The reason I said the demise of the container was also technical because, in order to keep a department-agnostic CMS both lightweight and seamless (not to mention affordable), larger organizations must ensure they eliminate redundant tasks by, say, getting a “print” journalist to publish his/her story online as well. Second, the org. must also build a CMS focused on interoperability as much as intra-operability. Technically speaking, each department should be an island that communicates with another by exchanging information formatted in a particular way or according to some standards.
Fragmenting the news
This is similar to blogs because the fragmentation that helped make it popular is also what has helped establish its biggest competitors, like tumblelogs, Twitter, Snapchat, Pinterest, etc., and each of these modes in turn are inspiring new ways to tell stories. A more modularized newsroom in the same vein will be able to tell different kinds of stories and be more adaptive to change and shock, not to mention better positioned to serve the fragmenting news. Better yet, this will also give journalists the opportunity to develop unique workflows and ethos to deal specifically with their work. That’s one thing that doesn’t bode well for the unfortunate blogs at the Times: “reintegration” is always accompanied by some losses.

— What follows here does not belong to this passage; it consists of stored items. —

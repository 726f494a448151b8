//! Chart artifact rendering
//!
//! All image artifacts are drawn with plotters against the SVG backend:
//! EDA bar charts and histograms, the correlation heatmap, the ROC
//! comparison, the feature-importance ranking, and the rendered
//! classification-report panels. Every renderer maps failures to
//! [`PipelineError::ArtifactWrite`] against the artifact path.

use std::path::Path;

use plotters::prelude::*;
use plotters::style::full_palette::{BLUE_600, GREEN_600, RED_600};

use crate::pipeline::eda::Histogram;
use crate::pipeline::PipelineError;

/// Canvas size shared by all chart artifacts.
const CHART_SIZE: (u32, u32) = (900, 600);

type DrawResult = Result<(), Box<dyn std::error::Error>>;

/// Bar chart of labeled counts (churn distribution, marital status).
pub fn render_bar_chart(
    path: &Path,
    title: &str,
    labels: &[String],
    counts: &[usize],
) -> Result<(), PipelineError> {
    draw_bar_chart(path, title, labels, counts).map_err(|e| PipelineError::artifact(path, e))
}

fn draw_bar_chart(path: &Path, title: &str, labels: &[String], counts: &[usize]) -> DrawResult {
    let root = SVGBackend::new(path, CHART_SIZE).into_drawing_area();
    root.fill(&WHITE)?;

    let n = labels.len();
    let y_max = counts.iter().copied().max().unwrap_or(1).max(1) as f64 * 1.1;

    let mut chart = ChartBuilder::on(&root)
        .caption(title, ("sans-serif", 24))
        .margin(20)
        .x_label_area_size(40)
        .y_label_area_size(60)
        .build_cartesian_2d(0f64..n as f64, 0f64..y_max)?;

    let labels = labels.to_vec();
    chart
        .configure_mesh()
        .disable_x_mesh()
        .x_labels(n.max(2))
        .x_label_formatter(&move |v| {
            let idx = v.floor() as usize;
            labels.get(idx).cloned().unwrap_or_default()
        })
        .y_desc("Count")
        .draw()?;

    chart.draw_series(counts.iter().enumerate().map(|(i, &count)| {
        Rectangle::new(
            [(i as f64 + 0.15, 0.0), (i as f64 + 0.85, count as f64)],
            BLUE_600.filled(),
        )
    }))?;

    root.present()?;
    Ok(())
}

/// Histogram of a numeric attribute.
pub fn render_histogram(path: &Path, title: &str, hist: &Histogram) -> Result<(), PipelineError> {
    draw_histogram(path, title, hist).map_err(|e| PipelineError::artifact(path, e))
}

fn draw_histogram(path: &Path, title: &str, hist: &Histogram) -> DrawResult {
    let root = SVGBackend::new(path, CHART_SIZE).into_drawing_area();
    root.fill(&WHITE)?;

    let y_max = hist.counts.iter().copied().max().unwrap_or(1).max(1) as f64 * 1.1;
    let x_max = hist.min + hist.bin_width * hist.counts.len() as f64;

    let mut chart = ChartBuilder::on(&root)
        .caption(title, ("sans-serif", 24))
        .margin(20)
        .x_label_area_size(40)
        .y_label_area_size(60)
        .build_cartesian_2d(hist.min..x_max, 0f64..y_max)?;

    chart
        .configure_mesh()
        .disable_x_mesh()
        .y_desc("Count")
        .draw()?;

    chart.draw_series(hist.counts.iter().enumerate().map(|(i, &count)| {
        let x0 = hist.min + hist.bin_width * i as f64;
        let x1 = x0 + hist.bin_width;
        Rectangle::new([(x0, 0.0), (x1, count as f64)], BLUE_600.filled())
    }))?;

    root.present()?;
    Ok(())
}

/// Correlation heatmap over numeric columns.
pub fn render_heatmap(
    path: &Path,
    names: &[String],
    matrix: &[Vec<f64>],
) -> Result<(), PipelineError> {
    draw_heatmap(path, names, matrix).map_err(|e| PipelineError::artifact(path, e))
}

fn draw_heatmap(path: &Path, names: &[String], matrix: &[Vec<f64>]) -> DrawResult {
    let root = SVGBackend::new(path, (1000, 900)).into_drawing_area();
    root.fill(&WHITE)?;

    let n = names.len();

    let mut chart = ChartBuilder::on(&root)
        .caption("Correlation heatmap", ("sans-serif", 24))
        .margin(20)
        .x_label_area_size(140)
        .y_label_area_size(180)
        .build_cartesian_2d(0f64..n as f64, 0f64..n as f64)?;

    let x_names = names.to_vec();
    let y_names = names.to_vec();
    chart
        .configure_mesh()
        .disable_mesh()
        .x_labels(n.max(2))
        .y_labels(n.max(2))
        .x_label_formatter(&move |v| {
            let idx = v.floor() as usize;
            x_names.get(idx).cloned().unwrap_or_default()
        })
        .y_label_formatter(&move |v| {
            // Row 0 is drawn at the top of the chart.
            let idx = n.saturating_sub(1).saturating_sub(v.floor() as usize);
            y_names.get(idx).cloned().unwrap_or_default()
        })
        .x_label_style(("sans-serif", 10).into_font().transform(FontTransform::Rotate90))
        .y_label_style(("sans-serif", 10))
        .draw()?;

    chart.draw_series(matrix.iter().enumerate().flat_map(|(i, row)| {
        row.iter().enumerate().map(move |(j, &corr)| {
            let y = (n - 1 - i) as f64;
            Rectangle::new(
                [(j as f64, y), (j as f64 + 1.0, y + 1.0)],
                correlation_color(corr).filled(),
            )
        })
    }))?;

    root.present()?;
    Ok(())
}

/// Diverging blue-white-red color for a correlation in [-1, 1].
fn correlation_color(corr: f64) -> RGBColor {
    let c = corr.clamp(-1.0, 1.0);
    let lerp = |from: u8, to: u8, t: f64| (from as f64 + (to as f64 - from as f64) * t) as u8;
    if c < 0.0 {
        let t = -c;
        RGBColor(lerp(255, 33, t), lerp(255, 102, t), lerp(255, 172, t))
    } else {
        RGBColor(lerp(255, 178, c), lerp(255, 24, c), lerp(255, 43, c))
    }
}

/// ROC curves for the fitted models on the held-out partition.
pub fn render_roc(
    path: &Path,
    series: &[(String, Vec<(f64, f64)>, f64)],
) -> Result<(), PipelineError> {
    draw_roc(path, series).map_err(|e| PipelineError::artifact(path, e))
}

fn draw_roc(path: &Path, series: &[(String, Vec<(f64, f64)>, f64)]) -> DrawResult {
    let root = SVGBackend::new(path, CHART_SIZE).into_drawing_area();
    root.fill(&WHITE)?;

    let mut chart = ChartBuilder::on(&root)
        .caption("ROC curve", ("sans-serif", 24))
        .margin(20)
        .x_label_area_size(50)
        .y_label_area_size(60)
        .build_cartesian_2d(0f64..1f64, 0f64..1f64)?;

    chart
        .configure_mesh()
        .x_desc("False positive rate")
        .y_desc("True positive rate")
        .draw()?;

    // Chance diagonal for reference.
    chart.draw_series(LineSeries::new(
        [(0.0, 0.0), (1.0, 1.0)],
        BLACK.mix(0.3),
    ))?;

    let palette = [BLUE_600, RED_600, GREEN_600];
    for (idx, (name, points, auc)) in series.iter().enumerate() {
        let color = palette[idx % palette.len()];
        chart
            .draw_series(LineSeries::new(
                points.iter().copied(),
                color.stroke_width(2),
            ))?
            .label(format!("{} (AUC = {:.3})", name, auc))
            .legend(move |(x, y)| {
                PathElement::new(vec![(x, y), (x + 20, y)], color.stroke_width(2))
            });
    }

    chart
        .configure_series_labels()
        .position(SeriesLabelPosition::LowerRight)
        .background_style(WHITE.mix(0.8))
        .border_style(BLACK)
        .draw()?;

    root.present()?;
    Ok(())
}

/// Ranked feature importances for the ensemble model.
pub fn render_feature_importances(
    path: &Path,
    importances: &[(String, f64)],
) -> Result<(), PipelineError> {
    draw_feature_importances(path, importances).map_err(|e| PipelineError::artifact(path, e))
}

fn draw_feature_importances(path: &Path, importances: &[(String, f64)]) -> DrawResult {
    let root = SVGBackend::new(path, (900, 700)).into_drawing_area();
    root.fill(&WHITE)?;

    let n = importances.len();
    let y_max = importances
        .iter()
        .map(|(_, v)| *v)
        .fold(0.0f64, f64::max)
        .max(1e-6)
        * 1.1;

    let mut chart = ChartBuilder::on(&root)
        .caption("Feature importances", ("sans-serif", 24))
        .margin(20)
        .x_label_area_size(160)
        .y_label_area_size(60)
        .build_cartesian_2d(0f64..n as f64, 0f64..y_max)?;

    let labels: Vec<String> = importances.iter().map(|(name, _)| name.clone()).collect();
    chart
        .configure_mesh()
        .disable_x_mesh()
        .x_labels(n.max(2))
        .x_label_formatter(&move |v| {
            let idx = v.floor() as usize;
            labels.get(idx).cloned().unwrap_or_default()
        })
        .x_label_style(("sans-serif", 10).into_font().transform(FontTransform::Rotate90))
        .y_desc("Importance")
        .draw()?;

    chart.draw_series(importances.iter().enumerate().map(|(i, (_, value))| {
        Rectangle::new(
            [(i as f64 + 0.15, 0.0), (i as f64 + 0.85, *value)],
            GREEN_600.filled(),
        )
    }))?;

    root.present()?;
    Ok(())
}

/// Text panel with the train and test classification reports of one model.
pub fn render_report_panel(
    path: &Path,
    title: &str,
    train_report: &str,
    test_report: &str,
) -> Result<(), PipelineError> {
    draw_report_panel(path, title, train_report, test_report)
        .map_err(|e| PipelineError::artifact(path, e))
}

fn draw_report_panel(
    path: &Path,
    title: &str,
    train_report: &str,
    test_report: &str,
) -> DrawResult {
    let root = SVGBackend::new(path, (700, 650)).into_drawing_area();
    root.fill(&WHITE)?;

    root.draw(&Text::new(
        title.to_string(),
        (40, 30),
        ("sans-serif", 22).into_font(),
    ))?;

    let mut y = 80;
    for (section, report) in [("Train", train_report), ("Test", test_report)] {
        root.draw(&Text::new(
            section.to_string(),
            (40, y),
            ("sans-serif", 16).into_font(),
        ))?;
        y += 24;
        for line in report.lines() {
            root.draw(&Text::new(
                line.to_string(),
                (40, y),
                ("monospace", 13).into_font(),
            ))?;
            y += 18;
        }
        y += 24;
    }

    root.present()?;
    Ok(())
}

#[cfg(test)]
mod tests {
    use super::*;
    use tempfile::TempDir;

    #[test]
    fn test_bar_chart_writes_nonempty_file() {
        let dir = TempDir::new().unwrap();
        let path = dir.path().join("bars.svg");
        render_bar_chart(
            &path,
            "Churn distribution",
            &["Retained".to_string(), "Churned".to_string()],
            &[80, 20],
        )
        .unwrap();

        assert!(path.is_file());
        assert!(std::fs::metadata(&path).unwrap().len() > 0);
    }

    #[test]
    fn test_roc_writes_nonempty_file() {
        let dir = TempDir::new().unwrap();
        let path = dir.path().join("roc.svg");
        render_roc(
            &path,
            &[(
                "model".to_string(),
                vec![(0.0, 0.0), (0.2, 0.8), (1.0, 1.0)],
                0.8,
            )],
        )
        .unwrap();

        assert!(std::fs::metadata(&path).unwrap().len() > 0);
    }

    #[test]
    fn test_report_panel_writes_nonempty_file() {
        let dir = TempDir::new().unwrap();
        let path = dir.path().join("panel.svg");
        render_report_panel(&path, "Model results", "line one\nline two", "line three")
            .unwrap();

        assert!(std::fs::metadata(&path).unwrap().len() > 0);
    }

    #[test]
    fn test_correlation_color_endpoints() {
        assert_eq!(correlation_color(0.0), RGBColor(255, 255, 255));
        assert_eq!(correlation_color(1.0), RGBColor(178, 24, 43));
        assert_eq!(correlation_color(-1.0), RGBColor(33, 102, 172));
    }
}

Through all of this, anyway, the good name of “news-site” might become lost but we mustn’t underestimate our readers to not be able to spot the news under any other name.
However, this is where the similarities between the two organizations do end because they operate in drastically different markets. While traffic on both sites mostly entered ‘sideways’, i.e. from a link shared on the social media or on the site homepage instead of from the blogs landing page, what it did for the site itself is different. For one, among the people The Hindu calls its audience, purchasing power is way lower, so the symmetry that the Times might enjoy in terms of ad rates in print and on the web is just almost-impossible to achieve in India. This makes the battle to optimize UX with income grittier within Indian publications. The quality of the news is also nothing to write home about, although there is reason to believe that is changing as it’s less shackled by infrastructural considerations. Consider Scroll.in or Homegrown.
These are, of course, nascent thoughts, the knee-jerk inspired by learning that the Times was shutting The Lede. But let’s not lament the passing of the blog, it was meant to happen. On the other hand, the blog’s ability to preserve its legacy by killing itself could have many lessons for the newsroom.